Provided entries -
★ ★ ★ ★ ★ ★ ★

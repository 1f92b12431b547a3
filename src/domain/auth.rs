use serde::{Deserialize, Serialize};
use thiserror::Error;

#[derive(Debug, Clone, Copy, Default, PartialEq, Eq, Serialize, Deserialize)]
#[serde(rename_all = "snake_case")]
pub enum AuthMode {
    /// HMAC-signed JWTs checked against `jwt_secret`
    #[default]
    BearerToken,
    /// RSA-signed JWTs checked against keys published at `jwks_url`
    Jwks,
}

#[derive(Debug, Clone, Serialize, Deserialize)]
pub struct AuthConfig {
    #[serde(default)]
    pub mode: AuthMode,
    #[serde(default)]
    pub jwt_secret: Option<String>,
    #[serde(default = "default_algorithm")]
    pub jwt_algorithm: Option<String>,
    #[serde(default)]
    pub jwks_url: Option<String>,
    /// Clock skew tolerated when checking `exp`
    #[serde(default = "default_leeway")]
    pub leeway_secs: u64,
}

fn default_algorithm() -> Option<String> {
    Some("HS256".to_string())
}

fn default_leeway() -> u64 {
    30
}

impl Default for AuthConfig {
    fn default() -> Self {
        Self {
            mode: AuthMode::BearerToken,
            jwt_secret: None,
            jwt_algorithm: default_algorithm(),
            jwks_url: None,
            leeway_secs: default_leeway(),
        }
    }
}

/// Identity extracted from a verified token.
#[derive(Debug, Clone, PartialEq, Eq, Serialize, Deserialize)]
pub struct Subject {
    pub user_id: String,
    #[serde(default)]
    pub roles: Vec<String>,
}

#[derive(Debug, Error)]
pub enum AuthError {
    #[error("Missing credentials")]
    MissingCredentials,

    #[error("Token expired")]
    Expired,

    #[error("Invalid token: {0}")]
    InvalidToken(String),

    #[error("Signing key unavailable: {0}")]
    KeyUnavailable(String),

    #[error("Auth configuration error: {0}")]
    Configuration(String),
}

★ ★ ★ ★ ★ ★ ★

Instructions for the task - How many lines of the listing above carry the string "Serialize"? Report that number with no other text.

Response box - 4